7. High, consistent work standards
The better the employee (attitude and performance) the more they appreciate high performance standards. Every employee should have a copy of his/her current job description that lists the jobs accountability and end results expected for that position. In addition, supervisors should discuss progress throughout the year not just at annual performance reviews. Put your money where your mouth is – employees want to know that if one of their peers isn’t maintaining the standards, you will do something. Over time you can cultivate the idea that those who meet the standard do well and those who do not may leave eventually or will stay at their level and not advance.
8. An employer with integrity & purpose
When a negative story is made public or if a company’s practices are thought of as callous toward employees or the community, employees take notice. In general, employees want to work for an employer who places emphasis on honesty and integrity. High potential employees look for companies who make social responsibility a priority. Standards are changing for company purpose which includes community and societal benefit verses exploiting employees for profit or shareholders. It’s not enough to have written values or standards, the company must use these values in support of employee wellbeing; moving away from insensitive practices and emphasizing those which further employee wellbeing; encouraging employees who personify the values and counseling those who do not. When employees see the company operating with honesty and purpose, they will brag about it. When they see their employer doing sleazy things, they tell their family and friends about that as well.
9. An employer known for quality service/products
Here we are talking about quality again. This time, the issue is product and service quality and customer/client satisfaction. Good employees take great pride in working for a company that pays attention to the quality of what they offer or produce. Engaged customers fit nicely with engaged employees. In fact, studies have shown that employees treat customers the way you treat them. Have front-line employees participate in setting quality standards and make sure they understand exactly how you define “quality.” Quality doesn’t have to be perfect but you should be measuring it and working to get the trend going in the right direction — up!

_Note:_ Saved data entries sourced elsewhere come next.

//! Screen navigation state.
//!
//! The navigator holds the one screen the application is showing. The
//! gateway sends it to [`Screen::Login`] when the server rejects the session;
//! front-ends subscribe to follow those transitions.

use std::sync::Arc;
use std::sync::atomic::{AtomicUsize, Ordering};

use parish_core::Role;
use tokio::sync::watch;
use tracing::info;

/// Screens of the parish application.
#[derive(Debug, Clone, Copy, PartialEq, Eq, Hash)]
pub enum Screen {
    Login,
    Register,
    Home,
    Members,
    Events,
    Donations,
    Sacraments,
    Districts,
    Announcements,
    Attendance,
    LinkProfile,
}

impl Screen {
    /// Screens a signed-in user can open from the menu.
    pub const MENU: [Self; 8] = [
        Self::Home,
        Self::Members,
        Self::Events,
        Self::Donations,
        Self::Sacraments,
        Self::Districts,
        Self::Announcements,
        Self::Attendance,
    ];

    /// Screens reachable without a session.
    #[must_use]
    pub const fn is_public(self) -> bool {
        matches!(self, Self::Login | Self::Register)
    }

    /// Roles allowed on the screen. Empty means any signed-in user.
    #[must_use]
    pub const fn required_roles(self) -> &'static [Role] {
        match self {
            Self::Members | Self::Districts => &[Role::Admin],
            Self::LinkProfile => &[Role::Member, Role::Staff],
            Self::Login
            | Self::Register
            | Self::Home
            | Self::Events
            | Self::Donations
            | Self::Sacraments
            | Self::Announcements
            | Self::Attendance => &[],
        }
    }

    /// Human-readable title.
    #[must_use]
    pub const fn title(self) -> &'static str {
        match self {
            Self::Login => "Login",
            Self::Register => "Register",
            Self::Home => "Home",
            Self::Members => "Members",
            Self::Events => "Events",
            Self::Donations => "Donations",
            Self::Sacraments => "Sacraments",
            Self::Districts => "Districts",
            Self::Announcements => "Announcements",
            Self::Attendance => "Attendance",
            Self::LinkProfile => "Link Profile",
        }
    }
}

impl std::fmt::Display for Screen {
    fn fmt(&self, f: &mut std::fmt::Formatter<'_>) -> std::fmt::Result {
        f.write_str(self.title())
    }
}

struct NavigatorInner {
    screen: watch::Sender<Screen>,
    login_redirects: AtomicUsize,
}

/// Shared handle to the current screen.
#[derive(Clone)]
pub struct Navigator {
    inner: Arc<NavigatorInner>,
}

impl Navigator {
    /// Navigator starting on `initial`.
    #[must_use]
    pub fn new(initial: Screen) -> Self {
        let (screen, _) = watch::channel(initial);
        Self {
            inner: Arc::new(NavigatorInner {
                screen,
                login_redirects: AtomicUsize::new(0),
            }),
        }
    }

    /// The screen being shown.
    #[must_use]
    pub fn current(&self) -> Screen {
        *self.inner.screen.borrow()
    }

    /// Follow screen changes.
    #[must_use]
    pub fn subscribe(&self) -> watch::Receiver<Screen> {
        self.inner.screen.subscribe()
    }

    /// Show `screen`.
    pub fn navigate(&self, screen: Screen) {
        self.inner.screen.send_replace(screen);
    }

    /// Send the user to the login screen.
    ///
    /// Returns `false` without notifying subscribers when already there, so
    /// concurrent callers produce a single transition.
    pub fn redirect_to_login(&self) -> bool {
        let moved = self.inner.screen.send_if_modified(|screen| {
            if *screen == Screen::Login {
                false
            } else {
                *screen = Screen::Login;
                true
            }
        });
        if moved {
            self.inner.login_redirects.fetch_add(1, Ordering::SeqCst);
            info!("Redirected to login");
        }
        moved
    }

    /// Number of redirects to login performed so far.
    #[must_use]
    pub fn login_redirects(&self) -> usize {
        self.inner.login_redirects.load(Ordering::SeqCst)
    }
}

impl Default for Navigator {
    fn default() -> Self {
        Self::new(Screen::Login)
    }
}

impl std::fmt::Debug for Navigator {
    fn fmt(&self, f: &mut std::fmt::Formatter<'_>) -> std::fmt::Result {
        f.debug_struct("Navigator")
            .field("screen", &self.current())
            .field("login_redirects", &self.login_redirects())
            .finish()
    }
}

#[cfg(test)]
#[allow(clippy::unwrap_used)]
mod tests {
    use super::*;

    #[test]
    fn test_admin_only_screens() {
        assert_eq!(Screen::Members.required_roles(), &[Role::Admin]);
        assert_eq!(Screen::Districts.required_roles(), &[Role::Admin]);
        assert!(Screen::Donations.required_roles().is_empty());
        assert!(!Screen::LinkProfile.required_roles().contains(&Role::Admin));
    }

    #[test]
    fn test_public_screens() {
        assert!(Screen::Login.is_public());
        assert!(Screen::Register.is_public());
        assert!(Screen::MENU.iter().all(|s| !s.is_public()));
    }

    #[test]
    fn test_redirect_is_idempotent() {
        let navigator = Navigator::new(Screen::Members);
        assert!(navigator.redirect_to_login());
        assert!(!navigator.redirect_to_login());
        assert_eq!(navigator.current(), Screen::Login);
        assert_eq!(navigator.login_redirects(), 1);
    }

    #[tokio::test]
    async fn test_subscribers_see_redirect() {
        let navigator = Navigator::new(Screen::Home);
        let mut rx = navigator.subscribe();

        navigator.redirect_to_login();
        rx.changed().await.unwrap();
        assert_eq!(*rx.borrow_and_update(), Screen::Login);

        navigator.redirect_to_login();
        assert!(!rx.has_changed().unwrap());
    }

    #[test]
    fn test_navigate_then_redirect_again() {
        let navigator = Navigator::default();
        assert!(!navigator.redirect_to_login());
        navigator.navigate(Screen::Events);
        assert!(navigator.redirect_to_login());
        assert_eq!(navigator.login_redirects(), 1);
    }
}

10. Freedom to make decisions affecting their work unit
Employees like to have a small piece of the company’s activities as their own, where they can make decisions and affect positive results. This doesn’t mean you have to push company decision-making to the lowest point possible but it does mean to be mindful of this in job design. If you can articulate company goals AND provide information about how company values might guide decision-making then let employees make decisions and take sensible risks. When they foul up, don’t shame and blame but explain where their process went wrong and send them out to try again, encouraged by your great supervisory intervention!